About this task:
For the records that follow, say how many lines have the word "role" in them. Write the number and nothing more.

Items listed in a dataset
//! Architectural Contract Test: Hub-and-Spoke Orchestration
//!
//! This test verifies how one sync cycle behaves when servers fail.
//!
//! Constraints verified:
//! - No authoritative records means no spoke mutation, only an error row
//! - An unreachable hub degrades to the cached snapshot
//! - One failing spoke never prevents the others from syncing, in a cycle or a batch
//! - Servers removed from the inventory leave no per-server lock or session behind
//! - Disabled spokes are never contacted and leave no history
//! - Spoke state is the hub snapshot that was applied
//! - Store failures never undo a reconciliation
//! - Two operations on the same spoke never interleave
//!
//! If this test fails, a broken server can poison or stall the whole fleet.

mod common;

use common::*;
use dnssync_core::traits::{SyncStatus, SyncStore};
use dnssync_core::{EngineConfig, Error, HubRefresh, Session, SyncEvent, SyncMode};
use std::time::Duration;

fn fleet() -> Harness {
    Harness::new(vec![hub("hub"), spoke("spoke-a"), spoke("spoke-b")])
}

#[tokio::test]
async fn unavailable_cache_skips_spokes_without_mutation() {
    let h = fleet();
    h.server("hub").fail_connect(true);
    h.server("spoke-a")
        .set_records(records(&["9.9.9.9 stale.home"], &[]));

    let report = h.orchestrator.run_cycle().await;

    assert!(matches!(report.hub, HubRefresh::Unavailable { .. }));
    let spoke_a = &report.spokes["spoke-a"];
    assert!(!spoke_a.is_success());
    assert!(
        spoke_a
            .error
            .as_deref()
            .unwrap()
            .contains("Authoritative cache unavailable")
    );

    let server = h.server("spoke-a");
    assert_eq!(server.connect_calls(), 0, "spoke must not be contacted");
    assert_eq!(server.mutation_calls(), 0);

    let row = h
        .store
        .last_sync("spoke-a")
        .await
        .unwrap()
        .expect("error row recorded");
    assert_eq!(row.status, SyncStatus::Error);
    assert_eq!(row.role, SyncMode::Spoke);

    let hub_row = h.store.last_sync("hub").await.unwrap().unwrap();
    assert_eq!(hub_row.status, SyncStatus::Error);
    assert!(hub_row.error.unwrap().contains("no cached records available"));
    assert_eq!(h.notifier.hub_unreachable_count(), 1);
}

#[tokio::test]
async fn unreachable_hub_falls_back_to_cached_snapshot() {
    let h = fleet();
    let hub_records = records(&["1.2.3.4 nas.home"], &["www.home -> nas.home"]);
    h.server("hub").set_records(hub_records.clone());

    let first = h.orchestrator.run_cycle().await;
    assert!(first.hub.is_fresh());

    // Hub goes away and a spoke drifts.
    h.server("hub").fail_connect(true);
    h.server("spoke-a")
        .set_records(records(&["9.9.9.9 drift.home"], &[]));

    let second = h.orchestrator.run_cycle().await;

    match &second.hub {
        HubRefresh::Stale { records, .. } => assert_eq!(records, &hub_records),
        other => panic!("expected stale fallback, got {:?}", other),
    }
    assert!(second.spokes["spoke-a"].is_success());
    assert_eq!(h.server("spoke-a").records(), hub_records);

    let hub_row = h.store.last_sync("hub").await.unwrap().unwrap();
    assert_eq!(hub_row.status, SyncStatus::Error);
    assert_eq!(hub_row.role, SyncMode::Hub);
    assert!(hub_row.error.unwrap().contains("serving cached records from"));
    assert_eq!(hub_row.a_records, 1);
    assert_eq!(hub_row.cname_records, 1);
    assert_eq!(h.notifier.hub_unreachable_count(), 1);
}

#[tokio::test]
async fn one_failing_spoke_does_not_block_others() {
    let h = fleet();
    let hub_records = records(&["1.2.3.4 nas.home", "5.6.7.8 pi.home"], &[]);
    h.server("hub").set_records(hub_records.clone());
    h.server("spoke-a").fail_connect(true);

    let report = h.orchestrator.run_cycle().await;

    assert!(!report.spokes["spoke-a"].is_success());
    assert!(report.spokes["spoke-b"].is_success());
    assert_eq!(report.spokes["spoke-b"].stats.added, 2);
    assert_eq!(h.server("spoke-b").records(), hub_records);
    assert_eq!(h.notifier.sync_failed_count(), 1);

    let failed = h.store.last_sync("spoke-a").await.unwrap().unwrap();
    assert_eq!(failed.status, SyncStatus::Error);
    assert_eq!(failed.added, 0, "counters are zero on error");
}

#[tokio::test]
async fn batch_sync_isolates_a_spoke_whose_fetch_fails() {
    let h = fleet();
    let hub_records = records(&["1.2.3.4 nas.home"], &["www.home -> nas.home"]);
    h.store.save_hub_records("hub", &hub_records).await.unwrap();
    h.server("spoke-b").fail_get(true);

    let results = h.orchestrator.sync_all_enabled_spokes().await;

    assert_eq!(results.len(), 2);
    let good = &results["spoke-a"];
    assert!(good.is_success());
    assert_eq!((good.stats.added, good.stats.removed), (2, 0));
    assert_eq!(h.server("spoke-a").records(), hub_records);

    let bad = &results["spoke-b"];
    assert!(!bad.is_success());
    assert_eq!(bad.stats.added, 0);
    assert_eq!(h.server("spoke-b").mutation_calls(), 0);

    let row = h.store.last_sync("spoke-b").await.unwrap().unwrap();
    assert_eq!(row.status, SyncStatus::Error);
    assert!(row.error.is_some());
    assert_eq!(h.notifier.sync_failed_count(), 1);
    assert_eq!(h.server("hub").get_calls(), 0, "batch sync reads the cache only");
}

#[tokio::test]
async fn removed_servers_release_their_locks_and_sessions() {
    let h = fleet();
    h.store
        .save_hub_records("hub", &records(&["1.2.3.4 nas.home"], &[]))
        .await
        .unwrap();
    h.sessions
        .lock("http://hub.test")
        .await
        .store(Session::new("hub-sid", None));
    h.sessions
        .lock("http://spoke-b.test")
        .await
        .store(Session::new("b-sid", None));

    h.orchestrator.sync_all_enabled_spokes().await;
    assert_eq!(h.orchestrator.spoke_lock_count(), 2);
    assert_eq!(h.sessions.len(), 2);

    h.inventory
        .replace(vec![hub("hub"), spoke("spoke-a")])
        .await
        .unwrap();
    let results = h.orchestrator.sync_all_enabled_spokes().await;

    assert_eq!(results.keys().collect::<Vec<_>>(), vec!["spoke-a"]);
    assert_eq!(h.orchestrator.spoke_lock_count(), 1);
    assert_eq!(h.sessions.len(), 1);
    assert_eq!(h.sessions.get("http://hub.test").await.unwrap().token, "hub-sid");
}

#[tokio::test]
async fn disabled_spoke_is_never_contacted() {
    let mut h = Harness::new(vec![
        hub("hub"),
        spoke("spoke-a"),
        spoke("spoke-off").with_enabled(false),
    ]);
    h.server("hub")
        .set_records(records(&["1.2.3.4 nas.home"], &[]));

    let report = h.orchestrator.run_cycle().await;
    assert!(!report.spokes.contains_key("spoke-off"));

    let hub_gets = h.server("hub").get_calls();
    let direct = h
        .orchestrator
        .perform_sync("spoke-off")
        .await
        .expect("disabled spoke is not an error");
    assert!(direct.is_none());
    assert_eq!(h.server("hub").get_calls(), hub_gets, "no hub refresh");

    assert_eq!(h.server("spoke-off").connect_calls(), 0);
    assert!(h.store.last_sync("spoke-off").await.unwrap().is_none());

    let events = h.drain_events();
    assert!(
        !events
            .iter()
            .any(|e| matches!(e, SyncEvent::SpokeSynced { spoke, .. } if spoke == "spoke-off"))
    );
}

#[tokio::test]
async fn perform_sync_refreshes_hub_first() {
    let h = fleet();
    h.server("hub")
        .set_records(records(&["1.2.3.4 nas.home"], &[]));
    h.orchestrator.run_cycle().await;

    let updated = records(&["1.2.3.4 nas.home", "5.6.7.8 pi.home"], &[]);
    h.server("hub").set_records(updated.clone());

    // From the cache: nothing new.
    let cached = h.orchestrator.sync_spoke("spoke-a").await.unwrap().unwrap();
    assert_eq!(cached.stats.added, 0);

    let fresh = h
        .orchestrator
        .perform_sync("spoke-a")
        .await
        .unwrap()
        .unwrap();
    assert_eq!(fresh.stats.added, 1);
    assert_eq!(h.server("spoke-a").records(), updated);
    assert_eq!(
        h.store.get_cached_hub_records("hub").await.unwrap(),
        Some(updated)
    );
}

#[tokio::test]
async fn spoke_state_is_the_applied_hub_snapshot() {
    let h = fleet();
    let hub_records = records(&["10.0.0.1 a.home", "10.0.0.2 b.home"], &[]);
    h.server("hub").set_records(hub_records.clone());
    h.server("spoke-a").reject("10.0.0.2 b.home");

    let report = h.orchestrator.run_cycle().await;
    assert_eq!(report.spokes["spoke-a"].stats.conflicts, 1);

    let state = h.store.get_spoke_records("spoke-a").await.unwrap();
    assert_eq!(state, Some(hub_records));
}

#[tokio::test]
async fn store_failure_does_not_undo_reconciliation() {
    let h = fleet();
    let hub_records = records(&["1.2.3.4 nas.home"], &[]);
    h.server("hub").set_records(hub_records.clone());
    h.store.fail_writes(true);

    let report = h.orchestrator.run_cycle().await;

    assert!(report.hub.is_fresh());
    assert!(report.spokes["spoke-a"].is_success());
    assert_eq!(h.server("spoke-a").records(), hub_records);
    assert!(h.store.history(10, None).await.unwrap().is_empty());
}

#[tokio::test]
async fn clear_spoke_removes_everything() {
    let mut h = fleet();
    h.server("spoke-a").set_records(records(
        &["1.2.3.4 nas.home", "5.6.7.8 pi.home"],
        &["www.home -> nas.home"],
    ));

    let stats = h
        .orchestrator
        .clear_spoke("spoke-a")
        .await
        .expect("clear succeeds");

    assert_eq!(stats.removed, 3);
    assert!(h.server("spoke-a").records().is_empty());
    assert_eq!(
        h.store.get_spoke_records("spoke-a").await.unwrap(),
        Some(Default::default())
    );
    assert!(
        h.drain_events()
            .contains(&SyncEvent::SpokeCleared {
                spoke: "spoke-a".to_string(),
                removed: 3,
            })
    );
}

#[tokio::test]
async fn clear_spoke_failure_is_reported() {
    let h = fleet();
    h.server("spoke-a").fail_connect(true);

    let result = h.orchestrator.clear_spoke("spoke-a").await;

    assert!(matches!(result, Err(Error::Connection(_))));
    assert_eq!(h.notifier.sync_failed_count(), 1);
    let row = h.store.last_sync("spoke-a").await.unwrap().unwrap();
    assert_eq!(row.status, SyncStatus::Error);
}

#[tokio::test]
async fn unknown_spoke_and_missing_hub_are_not_found() {
    let h = Harness::new(vec![spoke("spoke-a")]);

    assert!(matches!(
        h.orchestrator.sync_spoke("nope").await,
        Err(Error::NotFound(_))
    ));
    assert!(matches!(
        h.orchestrator.sync_spoke("spoke-a").await,
        Err(Error::NotFound(_))
    ));

    let report = h.orchestrator.run_cycle().await;
    assert_eq!(report.hub, HubRefresh::NoHub);
    assert!(report.spokes.is_empty());
    assert_eq!(h.server("spoke-a").connect_calls(), 0);
}

#[tokio::test]
async fn same_spoke_operations_do_not_interleave() {
    let h = fleet();
    h.server("hub").set_records(records(
        &["10.0.0.1 a.home", "10.0.0.2 b.home", "10.0.0.3 c.home"],
        &[],
    ));
    h.orchestrator.refresh_hub_cache().await;
    h.server("spoke-a").set_op_delay(Duration::from_millis(10));

    let (first, second) = tokio::join!(
        h.orchestrator.sync_spoke("spoke-a"),
        h.orchestrator.sync_spoke("spoke-a"),
    );

    let total_added = first.unwrap().unwrap().stats.added + second.unwrap().unwrap().stats.added;
    assert_eq!(total_added, 3, "the second run sees the converged spoke");
    assert_eq!(h.server("spoke-a").max_concurrent_sessions(), 1);
}

#[tokio::test]
async fn dry_run_records_history_but_not_state() {
    let engine = EngineConfig {
        dry_run: true,
        ..EngineConfig::default()
    };
    let h = Harness::with_engine(vec![hub("hub"), spoke("spoke-a")], engine);
    h.server("hub")
        .set_records(records(&["1.2.3.4 nas.home"], &[]));
    h.server("spoke-a")
        .set_records(records(&["9.9.9.9 stale.home"], &[]));

    let report = h.orchestrator.run_cycle().await;

    let stats = report.spokes["spoke-a"].stats;
    assert_eq!((stats.added, stats.removed), (1, 1));
    assert_eq!(h.server("spoke-a").mutation_calls(), 0);
    assert!(h.store.get_spoke_snapshot("spoke-a").await.unwrap().is_none());
    assert!(h.store.last_sync("spoke-a").await.unwrap().unwrap().is_success());
}

#[tokio::test]
async fn cycle_emits_events_in_order() {
    let mut h = fleet();
    h.server("hub")
        .set_records(records(&["1.2.3.4 nas.home"], &[]));
    h.server("spoke-b").fail_get(true);

    h.orchestrator.run_cycle().await;
    let events = h.drain_events();

    assert_eq!(
        events.first(),
        Some(&SyncEvent::HubRefreshed {
            hub: "hub".to_string(),
            records: 1,
        })
    );
    assert!(events.iter().any(
        |e| matches!(e, SyncEvent::SpokeSynced { spoke, stats } if spoke == "spoke-a" && stats.added == 1)
    ));
    assert!(
        events
            .iter()
            .any(|e| matches!(e, SyncEvent::SpokeFailed { spoke, .. } if spoke == "spoke-b"))
    );
    assert_eq!(
        events.last(),
        Some(&SyncEvent::CycleCompleted {
            succeeded: 1,
            failed: 1,
        })
    );
}

#[tokio::test]
async fn history_is_newest_first_and_filterable() {
    let h = fleet();
    h.server("hub")
        .set_records(records(&["1.2.3.4 nas.home"], &[]));

    h.orchestrator.run_cycle().await;
    h.orchestrator.run_cycle().await;

    let all = h.store.history(100, None).await.unwrap();
    assert_eq!(all.len(), 6);
    assert!(all.windows(2).all(|w| w[0].started_at >= w[1].started_at));

    let only_b = h.store.history(100, Some("spoke-b")).await.unwrap();
    assert_eq!(only_b.len(), 2);
    assert!(only_b.iter().all(|r| r.server_name == "spoke-b"));
}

Exercise result:
2